The MSCI index for Asia-Pacific shares outside Japan reached its highest level since November 2021. Additionally, the global stock gauge marked another record high for the fourth consecutive session. Futures for the EUROSTOXX 50 and DAX were both up by more than 0.5%, although FTSE futures remained relatively stable.
The S&P 500 and Nasdaq futures both gained 0.1%. Positive developments fueling this optimistic sentiment included news of an agreement between Washington and Beijing regarding expedited rare earth shipments to the U.S. U.S. Treasury Secretary Scott Bessent announced an appeal to Republicans in Congress to eliminate the Section 899 retaliatory tax proposal, which had made some foreign investors uneasy. Khoon Goh, head of Asia research at ANZ, suggested that these collective developments contributed significantly to the buoyant market.
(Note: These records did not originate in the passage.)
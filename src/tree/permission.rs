use std::collections::{HashMap, HashSet};

use super::node::{FlatRecord, NodeId};

/// Permission check supplied by the auth collaborator.
pub trait PermissionGate {
    /// `None` means the node carries no requirement.
    fn has_permission(&self, key: Option<&str>) -> bool;
}

/// Grants everything. Used by admin views that list the full tree.
#[derive(Debug, Clone, Copy, Default)]
pub struct AllowAll;

impl PermissionGate for AllowAll {
    fn has_permission(&self, _key: Option<&str>) -> bool {
        true
    }
}

/// A fixed set of granted permission names.
#[derive(Debug, Clone, Default, PartialEq, Eq)]
pub struct PermissionSet {
    granted: HashSet<String>,
}

impl PermissionSet {
    pub fn new<I, S>(granted: I) -> Self
    where
        I: IntoIterator<Item = S>,
        S: Into<String>,
    {
        Self { granted: granted.into_iter().map(Into::into).collect() }
    }

    /// Parse a comma separated list, ignoring blanks.
    pub fn from_csv(value: &str) -> Self {
        Self::new(value.split(',').map(str::trim).filter(|s| !s.is_empty()))
    }

    pub fn len(&self) -> usize {
        self.granted.len()
    }

    pub fn is_empty(&self) -> bool {
        self.granted.is_empty()
    }
}

impl PermissionGate for PermissionSet {
    fn has_permission(&self, key: Option<&str>) -> bool {
        key.map_or(true, |k| self.granted.contains(k))
    }
}

impl<F> PermissionGate for F
where
    F: Fn(Option<&str>) -> bool,
{
    fn has_permission(&self, key: Option<&str>) -> bool {
        self(key)
    }
}

/// Drop records the gate denies, together with everything beneath them.
///
/// Runs on flat records before the forest is built so the builder stays
/// permission-agnostic. Parent links that do not resolve are left alone here.
pub fn filter_permitted(records: Vec<FlatRecord>, gate: &dyn PermissionGate) -> Vec<FlatRecord> {
    // First record wins for a repeated id, matching the forest builder
    let mut parents: HashMap<NodeId, Option<NodeId>> = HashMap::with_capacity(records.len());
    for record in &records {
        parents.entry(record.id).or_insert(record.parent_id);
    }
    // Unguarded records are never asked about
    let denied: HashSet<NodeId> = records
        .iter()
        .filter(|r| r.permission_key().map_or(false, |key| !gate.has_permission(Some(key))))
        .map(|r| r.id)
        .collect();
    if denied.is_empty() {
        return records;
    }

    let mut excluded: HashMap<NodeId, bool> = HashMap::with_capacity(records.len());
    for record in &records {
        let mut chain = Vec::new();
        let mut visited = HashSet::new();
        let mut current = Some(record.id);
        let mut verdict = false;
        while let Some(id) = current {
            if let Some(&known) = excluded.get(&id) {
                verdict = known;
                break;
            }
            if !visited.insert(id) {
                break;
            }
            if denied.contains(&id) {
                verdict = true;
                chain.push(id);
                break;
            }
            chain.push(id);
            current = parents.get(&id).copied().flatten();
        }
        for id in chain {
            excluded.insert(id, verdict);
        }
    }

    let before = records.len();
    let kept: Vec<FlatRecord> = records
        .into_iter()
        .filter(|r| !excluded.get(&r.id).copied().unwrap_or(false))
        .collect();
    tracing::debug!("Permission pre-pass kept {} of {} records", kept.len(), before);
    kept
}

#[cfg(test)]
mod tests {
    use super::*;

    fn records() -> Vec<FlatRecord> {
        vec![
            FlatRecord::menu(1, None, 1, "Dashboard").with_route("/dashboard"),
            FlatRecord::menu(2, None, 2, "Admin").with_permission("admin.view"),
            FlatRecord::menu(3, Some(2), 1, "Users").with_route("/users"),
            FlatRecord::menu(4, Some(3), 1, "Invite").with_route("/users/invite"),
            FlatRecord::menu(5, None, 3, "Backups").with_route("/backup").with_permission("backup.view"),
        ]
    }

    fn ids(records: &[FlatRecord]) -> Vec<NodeId> {
        records.iter().map(|r| r.id).collect()
    }

    #[test]
    fn allow_all_keeps_everything() {
        assert_eq!(ids(&filter_permitted(records(), &AllowAll)), vec![1, 2, 3, 4, 5]);
    }

    #[test]
    fn denied_node_takes_its_subtree_along() {
        let gate = PermissionSet::new(["backup.view"]);
        assert_eq!(ids(&filter_permitted(records(), &gate)), vec![1, 5]);
    }

    #[test]
    fn granted_permissions_keep_nodes() {
        let gate = PermissionSet::from_csv("admin.view, backup.view,");
        assert_eq!(gate.len(), 2);
        assert_eq!(ids(&filter_permitted(records(), &gate)), vec![1, 2, 3, 4, 5]);
    }

    #[test]
    fn closure_gate() {
        let gate = |key: Option<&str>| key != Some("admin.view");
        assert_eq!(ids(&filter_permitted(records(), &gate)), vec![1, 5]);
    }

    #[test]
    fn parent_cycles_do_not_hang() {
        let input = vec![
            FlatRecord::menu(1, Some(2), 1, "a"),
            FlatRecord::menu(2, Some(1), 1, "b"),
            FlatRecord::menu(3, None, 1, "c").with_permission("nope"),
        ];
        assert_eq!(ids(&filter_permitted(input, &PermissionSet::default())), vec![1, 2]);
    }

    #[test]
    fn unguarded_records_skip_the_gate() {
        let input = vec![
            FlatRecord::menu(1, None, 1, "Dashboard").with_route("/dashboard"),
            FlatRecord::menu(2, None, 2, "Admin").with_permission("admin.view"),
            FlatRecord::menu(3, Some(1), 1, "Overview").with_route("/dashboard/overview"),
        ];
        let gate = |key: Option<&str>| key == Some("never");
        assert_eq!(ids(&filter_permitted(input, &gate)), vec![1, 3]);
    }

    #[test]
    fn repeated_id_uses_first_parent_link() {
        let input = vec![
            FlatRecord::menu(1, None, 1, "Admin").with_permission("admin.view"),
            FlatRecord::menu(2, None, 2, "Reports"),
            FlatRecord::menu(3, Some(2), 1, "Sales"),
            FlatRecord::menu(3, Some(1), 1, "Sales copy"),
        ];
        let kept = filter_permitted(input, &PermissionSet::default());
        assert!(kept.iter().any(|r| r.id == 3), "first record links 3 under the permitted group");
        assert!(!kept.iter().any(|r| r.id == 1));
    }
}
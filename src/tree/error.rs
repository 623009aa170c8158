use thiserror::Error;

use super::node::NodeId;

#[derive(Error, Debug, Clone, PartialEq, Eq)]
pub enum TreeError {
    #[error("Invalid move: {0}")]
    InvalidMove(String),

    #[error("Node not found: {0}")]
    NodeNotFound(NodeId),

    #[error("Persistence failure: {0}")]
    PersistenceFailure(String),
}

impl TreeError {
    pub fn invalid_move(message: impl Into<String>) -> Self {
        TreeError::InvalidMove(message.into())
    }
}
use std::sync::Arc;

use axum::extract::DefaultBodyLimit;
use axum::http::HeaderValue;
use tower_http::cors::{Any, CorsLayer};
use tower_http::trace::TraceLayer;
use tracing_subscriber::EnvFilter;

use panel_tree::config::config;
use panel_tree::database::{DatabaseManager, FlatRecordStore, InMemoryStore, PgTreeStore};
use panel_tree::handlers::{router, AppState};

#[tokio::main]
async fn main() -> anyhow::Result<()> {
    // Load .env if present so cargo run picks up DATABASE_URL etc.
    let _ = dotenvy::dotenv();

    tracing_subscriber::fmt()
        .with_env_filter(
            EnvFilter::try_from_default_env().unwrap_or_else(|_| EnvFilter::new("panel_tree=info,tower_http=info")),
        )
        .init();

    let config = config();
    tracing::info!("Starting panel-tree in {:?} mode", config.environment);

    let store: Arc<dyn FlatRecordStore> = if DatabaseManager::is_configured() {
        let pool = DatabaseManager::connect(&config.database).await?;
        Arc::new(PgTreeStore::new(pool))
    } else {
        tracing::warn!("DATABASE_URL not set - serving an empty in-memory store");
        Arc::new(InMemoryStore::new())
    };

    let mut app = router(AppState::new(store, config))
        .layer(DefaultBodyLimit::max(config.api.max_request_size_bytes));
    if config.security.enable_cors {
        app = app.layer(cors_layer(&config.security.cors_origins));
    }
    if config.api.enable_request_logging {
        app = app.layer(TraceLayer::new_for_http());
    }

    let bind_addr = format!("0.0.0.0:{}", config.api.port);
    let listener = tokio::net::TcpListener::bind(&bind_addr).await?;
    tracing::info!("panel-tree listening on http://{}", bind_addr);

    axum::serve(listener, app).await?;
    Ok(())
}

fn cors_layer(origins: &[String]) -> CorsLayer {
    if origins.iter().any(|o| o == "*") {
        return CorsLayer::permissive();
    }
    let allowed: Vec<HeaderValue> = origins.iter().filter_map(|o| o.parse().ok()).collect();
    CorsLayer::new().allow_origin(allowed).allow_methods(Any).allow_headers(Any)
}
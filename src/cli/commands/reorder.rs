use serde_json::json;
use std::path::Path;

use crate::cli::utils::{load_records, output_success, save_records};
use crate::cli::OutputFormat;
use crate::tree::{self, build_forest, parent_candidates, NodeId, ReorderOperation, ReorderOutcome, TreeError};

/// Build the operation a drag-and-drop would send for the given flags
pub fn operation_for(node: NodeId, index: usize, parent: Option<NodeId>, root: bool) -> ReorderOperation {
    match (parent, root) {
        (Some(parent), _) => ReorderOperation::MoveAcrossParents {
            node_id: node,
            new_parent_id: Some(parent),
            new_index: index,
        },
        (None, true) => ReorderOperation::MoveAcrossParents { node_id: node, new_parent_id: None, new_index: index },
        (None, false) => ReorderOperation::MoveWithinSiblings { node_id: node, new_index: index },
    }
}

pub fn handle_move(
    input: &Path,
    node: NodeId,
    index: usize,
    parent: Option<NodeId>,
    root: bool,
    write: bool,
    output_format: OutputFormat,
) -> anyhow::Result<()> {
    let forest = build_forest(load_records(input)?);
    let operation = operation_for(node, index, parent, root);
    let outcome = tree::reorder(&forest, &operation)?;
    finish(input, outcome, write, &format!("Moved node {}", node), output_format)
}

pub fn handle_normalize(input: &Path, write: bool, output_format: OutputFormat) -> anyhow::Result<()> {
    let forest = build_forest(load_records(input)?);
    let reattached = forest.orphans().len();
    let outcome = tree::normalize(&forest);
    finish(
        input,
        outcome,
        write,
        &format!("Normalized tree ({} orphan(s) re-rooted)", reattached),
        output_format,
    )
}

pub fn handle_parents(input: &Path, node: Option<NodeId>, output_format: OutputFormat) -> anyhow::Result<()> {
    let forest = build_forest(load_records(input)?);
    if let Some(id) = node {
        if !forest.contains(id) {
            return Err(TreeError::NodeNotFound(id).into());
        }
    }

    let candidates = parent_candidates(&forest, node);
    match output_format {
        OutputFormat::Json => {
            let rows: Vec<_> = candidates
                .iter()
                .filter_map(|&id| {
                    forest.get(id).map(|n| json!({ "id": id, "label": n.record.label(), "depth": forest.depth(id) }))
                })
                .collect();
            output_success(&output_format, &format!("{} parent candidate(s)", rows.len()), json!(rows))
        }
        OutputFormat::Text => {
            println!("(root)");
            for id in candidates {
                if let Some(n) = forest.get(id) {
                    println!("{}{} #{}", "  ".repeat(forest.depth(id) + 1), n.record.label(), id);
                }
            }
            Ok(())
        }
    }
}

fn finish(
    input: &Path,
    outcome: ReorderOutcome,
    write: bool,
    message: &str,
    output_format: OutputFormat,
) -> anyhow::Result<()> {
    if write && !outcome.patch.is_empty() {
        save_records(input, &outcome.forest.records())?;
        tracing::info!("Wrote {} changed row(s) to {}", outcome.patch.len(), input.display());
    }

    match output_format {
        OutputFormat::Json => output_success(&output_format, message, json!({ "patch": outcome.patch })),
        OutputFormat::Text => {
            println!("✓ {}", message);
            if outcome.patch.is_empty() {
                println!("No rows changed");
            }
            for row in &outcome.patch {
                match row.parent_id {
                    Some(parent) => println!("  #{} -> order {} under #{}", row.id, row.order, parent),
                    None => println!("  #{} -> order {} at root", row.id, row.order),
                }
            }
            Ok(())
        }
    }
}
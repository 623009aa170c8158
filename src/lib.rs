pub mod api;
pub mod cli;
pub mod config;
pub mod database;
pub mod error;
pub mod expansion;
pub mod handlers;
pub mod tree;

#[cfg(test)]
pub mod testing;
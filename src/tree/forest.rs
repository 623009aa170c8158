use serde::Serialize;
use std::collections::{HashMap, HashSet};

use super::node::{FlatRecord, NodeId};

/// A node inside the arena. `parent` is the structural parent after orphan
/// and cycle recovery, which can differ from `record.parent_id`.
#[derive(Debug, Clone, PartialEq, Serialize)]
pub struct TreeNode {
    pub record: FlatRecord,
    pub parent: Option<NodeId>,
    pub children: Vec<NodeId>,
}

impl TreeNode {
    pub fn id(&self) -> NodeId {
        self.record.id
    }

    pub fn is_group(&self) -> bool {
        !self.children.is_empty()
    }
}

/// Arena of nodes keyed by id with a root list acting as the forest view.
#[derive(Debug, Clone, PartialEq, Default, Serialize)]
pub struct Forest {
    nodes: HashMap<NodeId, TreeNode>,
    roots: Vec<NodeId>,
    orphans: Vec<NodeId>,
}

/// Build a forest from flat records. See [`Forest::build`].
pub fn build_forest(records: impl IntoIterator<Item = FlatRecord>) -> Forest {
    Forest::build(records)
}

impl Forest {
    /// Link flat records into a forest.
    ///
    /// Every distinct id ends up reachable from exactly one root. Records whose
    /// `parent_id` does not resolve, points at themselves, or closes a cycle are
    /// promoted to roots and listed in [`Forest::orphans`]. Siblings are ordered
    /// by `(order, id)`. When an id repeats, the first record wins.
    pub fn build(records: impl IntoIterator<Item = FlatRecord>) -> Self {
        let records = records.into_iter();
        let mut nodes: HashMap<NodeId, TreeNode> = HashMap::with_capacity(records.size_hint().0);
        let mut sequence: Vec<NodeId> = Vec::with_capacity(records.size_hint().0);

        // Index pass
        for record in records {
            let id = record.id;
            if nodes.contains_key(&id) {
                tracing::warn!("Duplicate node id {} in flat input - keeping the first record", id);
                continue;
            }
            nodes.insert(id, TreeNode { record, parent: None, children: Vec::new() });
            sequence.push(id);
        }

        // Link pass
        let mut roots = Vec::new();
        let mut orphans = Vec::new();
        for &id in &sequence {
            let parent_id = nodes[&id].record.parent_id;
            match parent_id {
                Some(parent) if parent != id && nodes.contains_key(&parent) => {
                    if let Some(node) = nodes.get_mut(&id) {
                        node.parent = Some(parent);
                    }
                    if let Some(parent_node) = nodes.get_mut(&parent) {
                        parent_node.children.push(id);
                    }
                }
                Some(parent) => {
                    tracing::warn!("Node {} references missing parent {} - treating as root", id, parent);
                    orphans.push(id);
                    roots.push(id);
                }
                None => roots.push(id),
            }
        }

        let mut forest = Forest { nodes, roots, orphans };
        forest.break_cycles(&sequence);
        forest.sort_siblings();
        forest
    }

    /// Nodes on a parent cycle are unreachable from any root after linking.
    /// Detach one member of each cycle and make it a root.
    fn break_cycles(&mut self, sequence: &[NodeId]) {
        let mut reachable: HashSet<NodeId> = HashSet::with_capacity(self.nodes.len());
        let mut stack: Vec<NodeId> = self.roots.clone();
        self.mark_reachable(&mut stack, &mut reachable);
        if reachable.len() == self.nodes.len() {
            return;
        }

        for &start in sequence {
            if reachable.contains(&start) {
                continue;
            }
            // Walk up until a node repeats; that node sits on the cycle.
            let mut seen = HashSet::new();
            let mut current = start;
            while seen.insert(current) {
                match self.nodes[&current].parent {
                    Some(parent) => current = parent,
                    None => break,
                }
            }
            let entry = current;
            if let Some(old_parent) = self.nodes[&entry].parent {
                if let Some(parent_node) = self.nodes.get_mut(&old_parent) {
                    parent_node.children.retain(|&c| c != entry);
                }
            }
            if let Some(node) = self.nodes.get_mut(&entry) {
                node.parent = None;
            }
            tracing::warn!("Node {} closes a parent cycle - treating as root", entry);
            self.roots.push(entry);
            self.orphans.push(entry);
            stack.push(entry);
            self.mark_reachable(&mut stack, &mut reachable);
        }
    }

    fn mark_reachable(&self, stack: &mut Vec<NodeId>, reachable: &mut HashSet<NodeId>) {
        while let Some(id) = stack.pop() {
            if reachable.insert(id) {
                stack.extend(self.children(id).iter().copied());
            }
        }
    }

    fn sort_siblings(&mut self) {
        let keys: HashMap<NodeId, (i32, NodeId)> = self
            .nodes
            .iter()
            .map(|(&id, node)| (id, (node.record.order, id)))
            .collect();
        self.roots.sort_by_key(|id| keys[id]);
        for node in self.nodes.values_mut() {
            node.children.sort_by_key(|id| keys[id]);
        }
    }

    pub fn len(&self) -> usize {
        self.nodes.len()
    }

    pub fn is_empty(&self) -> bool {
        self.nodes.is_empty()
    }

    pub fn contains(&self, id: NodeId) -> bool {
        self.nodes.contains_key(&id)
    }

    pub fn get(&self, id: NodeId) -> Option<&TreeNode> {
        self.nodes.get(&id)
    }

    pub fn roots(&self) -> &[NodeId] {
        &self.roots
    }

    /// Ids whose stored parent reference could not be honoured.
    pub fn orphans(&self) -> &[NodeId] {
        &self.orphans
    }

    pub fn ids(&self) -> HashSet<NodeId> {
        self.nodes.keys().copied().collect()
    }

    /// Children of `id`, empty for leaves and unknown ids.
    pub fn children(&self, id: NodeId) -> &[NodeId] {
        self.nodes.get(&id).map(|n| n.children.as_slice()).unwrap_or(&[])
    }

    /// The sibling list under `parent`, where `None` is the root list.
    pub fn siblings(&self, parent: Option<NodeId>) -> &[NodeId] {
        match parent {
            Some(id) => self.children(id),
            None => &self.roots,
        }
    }

    pub fn parent_of(&self, id: NodeId) -> Option<NodeId> {
        self.nodes.get(&id).and_then(|n| n.parent)
    }

    /// Proper ancestors of `id`, nearest first.
    pub fn ancestors(&self, id: NodeId) -> Vec<NodeId> {
        let mut out = Vec::new();
        let mut current = self.parent_of(id);
        while let Some(parent) = current {
            out.push(parent);
            current = self.parent_of(parent);
        }
        out
    }

    /// Root-first path ending at `id` (breadcrumbs). Empty for unknown ids.
    pub fn path_to(&self, id: NodeId) -> Vec<NodeId> {
        if !self.contains(id) {
            return Vec::new();
        }
        let mut path = self.ancestors(id);
        path.reverse();
        path.push(id);
        path
    }

    pub fn depth(&self, id: NodeId) -> usize {
        self.ancestors(id).len()
    }

    /// All descendants of `id` in pre-order, excluding `id` itself.
    pub fn descendants(&self, id: NodeId) -> Vec<NodeId> {
        let mut out = Vec::new();
        let mut stack: Vec<NodeId> = self.children(id).iter().rev().copied().collect();
        while let Some(next) = stack.pop() {
            out.push(next);
            stack.extend(self.children(next).iter().rev().copied());
        }
        out
    }

    /// True when `candidate` lies strictly below `ancestor`.
    pub fn is_descendant(&self, candidate: NodeId, ancestor: NodeId) -> bool {
        let mut current = self.parent_of(candidate);
        while let Some(parent) = current {
            if parent == ancestor {
                return true;
            }
            current = self.parent_of(parent);
        }
        false
    }

    /// Every id in pre-order, roots in sibling order.
    pub fn preorder(&self) -> Vec<NodeId> {
        let mut out = Vec::with_capacity(self.nodes.len());
        let mut stack: Vec<NodeId> = self.roots.iter().rev().copied().collect();
        while let Some(id) = stack.pop() {
            out.push(id);
            stack.extend(self.children(id).iter().rev().copied());
        }
        out
    }

    /// Flatten back into records, pre-order.
    pub fn records(&self) -> Vec<FlatRecord> {
        self.preorder()
            .into_iter()
            .filter_map(|id| self.nodes.get(&id).map(|n| n.record.clone()))
            .collect()
    }

    pub(crate) fn node_mut(&mut self, id: NodeId) -> Option<&mut TreeNode> {
        self.nodes.get_mut(&id)
    }

    pub(crate) fn siblings_mut(&mut self, parent: Option<NodeId>) -> Option<&mut Vec<NodeId>> {
        match parent {
            Some(id) => self.nodes.get_mut(&id).map(|n| &mut n.children),
            None => Some(&mut self.roots),
        }
    }

    pub(crate) fn clear_orphans(&mut self) {
        self.orphans.clear();
    }
}
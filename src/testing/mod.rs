//! Shared fixtures for unit tests.

use crate::tree::FlatRecord;

/// Dashboard, an Administration group (Users, Roles) and a Reports group (Sales).
pub fn sample_menus() -> Vec<FlatRecord> {
    vec![
        FlatRecord::menu(1, None, 1, "Dashboard").with_route("/").with_icon("home"),
        FlatRecord::menu(2, None, 2, "Administration").with_icon("settings"),
        FlatRecord::menu(3, Some(2), 1, "Users").with_route("/users").with_permission("users.view"),
        FlatRecord::menu(4, Some(2), 2, "Roles").with_route("/roles").with_permission("roles.view"),
        FlatRecord::menu(5, None, 3, "Reports").with_permission("reports.view"),
        FlatRecord::menu(6, Some(5), 1, "Sales").with_route("/reports/sales"),
    ]
}

/// Documents > (Invoices > 2024, Contracts), Photos
pub fn sample_folders() -> Vec<FlatRecord> {
    vec![
        FlatRecord::folder(10, None, 1, "Documents"),
        FlatRecord::folder(11, Some(10), 1, "Invoices"),
        FlatRecord::folder(12, Some(11), 1, "2024"),
        FlatRecord::folder(13, Some(10), 2, "Contracts"),
        FlatRecord::folder(20, None, 2, "Photos"),
    ]
}
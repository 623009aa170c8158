use std::fmt::Display;
use std::future::Future;

use super::error::TreeError;
use super::forest::Forest;
use super::node::OrderPatch;
use super::reorder::{reorder, ReorderOperation};

/// Optimistic-then-confirm wrapper around the order mutator.
///
/// `current` is what the view shows; `confirmed` is the last state the store
/// acknowledged. A failed write puts `current` back to `confirmed`.
#[derive(Debug, Clone)]
pub struct OptimisticForest {
    confirmed: Forest,
    current: Forest,
}

impl OptimisticForest {
    pub fn new(forest: Forest) -> Self {
        Self { confirmed: forest.clone(), current: forest }
    }

    pub fn current(&self) -> &Forest {
        &self.current
    }

    pub fn confirmed(&self) -> &Forest {
        &self.confirmed
    }

    pub fn has_pending(&self) -> bool {
        self.current != self.confirmed
    }

    /// Apply locally and return the patch to send. Rejected moves leave both
    /// states as they were.
    pub fn apply(&mut self, operation: &ReorderOperation) -> Result<Vec<OrderPatch>, TreeError> {
        let outcome = reorder(&self.current, operation)?;
        self.current = outcome.forest;
        Ok(outcome.patch)
    }

    pub fn confirm(&mut self) {
        self.confirmed = self.current.clone();
    }

    pub fn rollback(&mut self) {
        tracing::debug!("Rolling back optimistic forest to last confirmed state");
        self.current = self.confirmed.clone();
    }

    /// Apply, persist through `persist`, then confirm or roll back.
    pub async fn commit<F, Fut, E>(
        &mut self,
        operation: &ReorderOperation,
        persist: F,
    ) -> Result<Vec<OrderPatch>, TreeError>
    where
        F: FnOnce(Vec<OrderPatch>) -> Fut,
        Fut: Future<Output = Result<(), E>>,
        E: Display,
    {
        let patch = self.apply(operation)?;
        if patch.is_empty() {
            self.confirm();
            return Ok(patch);
        }
        match persist(patch.clone()).await {
            Ok(()) => {
                self.confirm();
                Ok(patch)
            }
            Err(e) => {
                tracing::warn!("Persisting {} order rows failed: {}", patch.len(), e);
                self.rollback();
                Err(TreeError::PersistenceFailure(e.to_string()))
            }
        }
    }
}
In Japan, the Nikkei index surged by 1.4%, surpassing the 40,000 mark for the first time in five months. Meanwhile, stocks in Hong Kong and mainland China saw slight declines, although the CSI 300 index was on track for a notable weekly gain. Market focus has shifted towards potential changes in leadership at the Federal Reserve after reports suggested U.S. President Donald Trump might consider replacing Chair Jerome Powell soon.
This speculation weighed heavily on the already weakened dollar, pushing it close to a 3.5-year low and marking a significant weekly loss. In the commodities space, oil prices were poised for a downturn amid easing concerns over Middle Eastern supply risks. Brent crude futures increased slightly, but both Brent and U.S. crude were heading for a drop exceeding 10% for the week.
Meanwhile, spot gold experienced a decline of 1%.